The number of calls made to poison centers for toxic exposure to tobacco cigarettes still outnumbers calls about e-cigarettes by a large margin, with 16,248 cigarette exposure calls made between Sept. 2010 and Feb. 2014, compared with 2,405 e-cigarette calls during the same period. However, the rapid increase in the proportion of calls involving e-cigarettes compared with tobacco—from 0.3% in 2010 to 41.7% in Feb. 2014—has caught the attention of public health officials.
“This report raises another red flag about e-cigarettes—the liquid nicotine used in e-cigarettes can be hazardous,” said CDC Director Dr. Thomas Frieden. “Use of these products is skyrocketing and these poisonings will continue.”

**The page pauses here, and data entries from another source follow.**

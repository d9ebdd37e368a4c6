//! Account registration and credential checks.

use std::sync::Arc;

use async_trait::async_trait;
use mockable::Clock;
use serde_json::json;
use tracing::{error, info, warn};

use crate::domain::ports::{AccountsCommand, UserRepository, UserRepositoryError};
use crate::domain::{
    Error, LoginCredentials, PasswordHash, Registration, User, UserAccount, UserId,
};

/// Account service backed by a [`UserRepository`].
#[derive(Clone)]
pub struct AccountService<U> {
    users: Arc<U>,
    clock: Arc<dyn Clock>,
}

impl<U> AccountService<U> {
    /// Create a new service.
    pub fn new(users: Arc<U>, clock: Arc<dyn Clock>) -> Self {
        Self { users, clock }
    }
}

fn map_user_repository_error(error: UserRepositoryError) -> Error {
    match error {
        UserRepositoryError::Connection { message } => {
            Error::service_unavailable(format!("user repository unavailable: {message}"))
        }
        UserRepositoryError::Query { message } => {
            Error::internal(format!("user repository error: {message}"))
        }
        UserRepositoryError::DuplicateEmail { .. } => {
            Error::email_in_use("email is already registered")
                .with_details(json!({ "field": "email", "code": "email_in_use" }))
        }
    }
}

fn invalid_credentials() -> Error {
    Error::unauthorized("invalid credentials")
}

#[async_trait]
impl<U> AccountsCommand for AccountService<U>
where
    U: UserRepository,
{
    async fn register(&self, registration: Registration) -> Result<User, Error> {
        let user = User {
            id: UserId::random(),
            name: registration.name().clone(),
            email: registration.email().clone(),
            created_at: self.clock.utc(),
        };
        let password_hash = PasswordHash::generate(registration.password()).map_err(|err| {
            error!(error = %err, "password hashing failed");
            Error::internal("failed to register account")
        })?;
        let account = UserAccount {
            user: user.clone(),
            password_hash,
        };
        self.users
            .insert(&account)
            .await
            .map_err(map_user_repository_error)?;
        info!(user_id = %user.id, "user registered");
        Ok(user)
    }

    async fn authenticate(&self, credentials: &LoginCredentials) -> Result<UserId, Error> {
        let account = self
            .users
            .find_by_email(credentials.email())
            .await
            .map_err(map_user_repository_error)?;
        match account {
            Some(account) if account.password_hash.verify(credentials.password()) => {
                Ok(account.user.id)
            }
            _ => {
                warn!("rejected login attempt");
                Err(invalid_credentials())
            }
        }
    }
}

Common adverse effects reported from exposure to e-cigarettes included vomiting, nausea and eye irritation.
Electronic cigarettes, which contain a liquid nicotine solution that emits a vapor for inhaling, have soared in popularity over the past few years among traditional smokers who view the devices as a means to help them quit tobacco. A growing number of children have begun using the devices as well, with the percentage of young people using e-cigarettes doubling from 3.3% in 2011 to 6.8% in 2012, according to a report released last year from the CDC's National Youth Tobacco Survey.
Reports around country have chronicled poisonings of young children who ingest the liquid solution inside e-cigarettes, which even in small amounts can be lethal.
The Food and Drug Administration has yet to establish guidelines regarding the production and marketing of e-cigarettes, leaving many local and state governments tasked with regulating the devices.